■ **Task statement**:
Look through the data below for the line with "error → stop", and transcribe it exactly together with each line after it up to and including the line with "use axum::extract::State;". Give nothing else.

■ **Stored data entries**:
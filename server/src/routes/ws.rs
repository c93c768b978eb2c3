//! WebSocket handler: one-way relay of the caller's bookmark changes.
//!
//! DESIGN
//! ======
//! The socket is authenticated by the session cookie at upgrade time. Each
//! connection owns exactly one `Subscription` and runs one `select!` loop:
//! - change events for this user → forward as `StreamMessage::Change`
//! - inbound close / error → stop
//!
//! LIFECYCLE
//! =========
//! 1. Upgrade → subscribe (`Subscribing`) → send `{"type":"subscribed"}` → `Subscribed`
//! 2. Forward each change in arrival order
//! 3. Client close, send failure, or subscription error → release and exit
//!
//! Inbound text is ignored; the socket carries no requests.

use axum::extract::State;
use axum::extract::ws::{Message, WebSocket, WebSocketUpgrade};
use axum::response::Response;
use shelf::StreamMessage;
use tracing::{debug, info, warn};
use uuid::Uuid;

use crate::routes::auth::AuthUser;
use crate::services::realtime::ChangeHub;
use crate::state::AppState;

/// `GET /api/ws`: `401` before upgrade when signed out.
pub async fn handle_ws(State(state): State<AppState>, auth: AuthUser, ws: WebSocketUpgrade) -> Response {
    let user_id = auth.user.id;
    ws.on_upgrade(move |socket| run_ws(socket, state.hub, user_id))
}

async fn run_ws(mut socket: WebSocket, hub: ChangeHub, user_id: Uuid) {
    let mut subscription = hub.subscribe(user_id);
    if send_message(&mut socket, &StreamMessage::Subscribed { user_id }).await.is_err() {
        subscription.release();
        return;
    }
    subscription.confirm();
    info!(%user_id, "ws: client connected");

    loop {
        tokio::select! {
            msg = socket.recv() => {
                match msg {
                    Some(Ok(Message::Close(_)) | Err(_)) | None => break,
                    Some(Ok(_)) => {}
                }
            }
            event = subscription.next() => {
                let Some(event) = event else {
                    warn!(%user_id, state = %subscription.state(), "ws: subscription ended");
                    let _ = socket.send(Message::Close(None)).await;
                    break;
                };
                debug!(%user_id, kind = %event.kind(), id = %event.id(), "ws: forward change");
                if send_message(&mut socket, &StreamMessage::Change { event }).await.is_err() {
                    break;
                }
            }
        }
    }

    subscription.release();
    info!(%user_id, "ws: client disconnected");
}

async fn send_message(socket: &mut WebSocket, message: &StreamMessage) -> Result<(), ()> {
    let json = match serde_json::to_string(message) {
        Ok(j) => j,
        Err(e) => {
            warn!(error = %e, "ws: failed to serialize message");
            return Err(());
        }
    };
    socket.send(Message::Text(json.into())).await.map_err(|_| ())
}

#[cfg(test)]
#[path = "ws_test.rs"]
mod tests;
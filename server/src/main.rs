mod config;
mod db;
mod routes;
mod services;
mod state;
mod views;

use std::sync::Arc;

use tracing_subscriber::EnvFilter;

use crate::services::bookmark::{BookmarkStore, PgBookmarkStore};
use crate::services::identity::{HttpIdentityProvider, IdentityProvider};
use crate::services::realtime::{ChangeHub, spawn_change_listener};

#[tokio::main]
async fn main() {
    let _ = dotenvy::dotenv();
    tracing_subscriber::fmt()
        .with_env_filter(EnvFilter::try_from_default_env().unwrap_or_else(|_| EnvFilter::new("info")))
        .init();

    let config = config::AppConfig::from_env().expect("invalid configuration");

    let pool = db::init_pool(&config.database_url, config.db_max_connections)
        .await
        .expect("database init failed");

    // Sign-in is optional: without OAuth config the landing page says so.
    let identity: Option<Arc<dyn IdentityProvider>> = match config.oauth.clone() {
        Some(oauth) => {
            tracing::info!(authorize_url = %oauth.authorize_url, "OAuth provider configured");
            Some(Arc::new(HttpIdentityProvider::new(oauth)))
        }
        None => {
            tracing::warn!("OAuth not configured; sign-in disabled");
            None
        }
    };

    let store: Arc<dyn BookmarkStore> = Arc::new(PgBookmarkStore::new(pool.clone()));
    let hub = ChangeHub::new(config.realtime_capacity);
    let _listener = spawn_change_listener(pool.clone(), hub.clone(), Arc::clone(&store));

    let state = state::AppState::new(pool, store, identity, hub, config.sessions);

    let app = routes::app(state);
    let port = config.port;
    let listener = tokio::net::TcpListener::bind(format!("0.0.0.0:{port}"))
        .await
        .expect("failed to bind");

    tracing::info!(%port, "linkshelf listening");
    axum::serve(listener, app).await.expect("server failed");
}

■ **Written answer**:
//! - inbound close / error → stop
//!
//! LIFECYCLE
//! =========
//! 1. Upgrade → subscribe (`Subscribing`) → send `{"type":"subscribed"}` → `Subscribed`
//! 2. Forward each change in arrival order
//! 3. Client close, send failure, or subscription error → release and exit
//!
//! Inbound text is ignored; the socket carries no requests.

use axum::extract::State;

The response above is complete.